• _Task objective_: Would you write out the records below exactly as given?

Segment Start: Task material

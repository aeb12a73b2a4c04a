//! boopblur CLI entry point.
//!
//! Usage:
//!   boopblur capture photo.jpg
//!   boopblur list --week
//!   BOOPBLUR_DEFAULT_POLICY=delete-14-days boopblur watch
//!
//! See [`boopblur_client::config::ClientConfig`] for environment variables.

use boopblur_client::commands::{self, Cli};
use boopblur_client::config::ClientConfig;
use boopblur_client::state::AppState;
use clap::Parser;
use tracing::debug;

#[tokio::main]
async fn main() -> anyhow::Result<()> {
    let cli = Cli::parse();
    boopblur_client::init_tracing(cli.verbose);

    let mut config = ClientConfig::from_env();
    if let Some(db) = cli.db {
        config.db_path = Some(db);
    }
    debug!(?config, "configuration loaded");

    let mut state = AppState::init(config).await?;
    commands::dispatch(cli.command, &mut state, cli.json).await
}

Segment End: Task material

• _Answer space_:
repository aeb12a73b2a4c04a
//! boopblur CLI entry point.
//!
//! Usage:
//!   boopblur capture photo.jpg
//!   boopblur list --week
//!   BOOPBLUR_DEFAULT_POLICY=delete-14-days boopblur watch
//!
//! See [`boopblur_client::config::ClientConfig`] for environment variables.

use boopblur_client::commands::{self, Cli};
use boopblur_client::config::ClientConfig;
use boopblur_client::state::AppState;
use clap::Parser;
use tracing::debug;

#[tokio::main]
async fn main() -> anyhow::Result<()> {
    let cli = Cli::parse();
    boopblur_client::init_tracing(cli.verbose);

    let mut config = ClientConfig::from_env();
    if let Some(db) = cli.db {
        config.db_path = Some(db);
    }
    debug!(?config, "configuration loaded");

    let mut state = AppState::init(config).await?;
    commands::dispatch(cli.command, &mut state, cli.json).await
}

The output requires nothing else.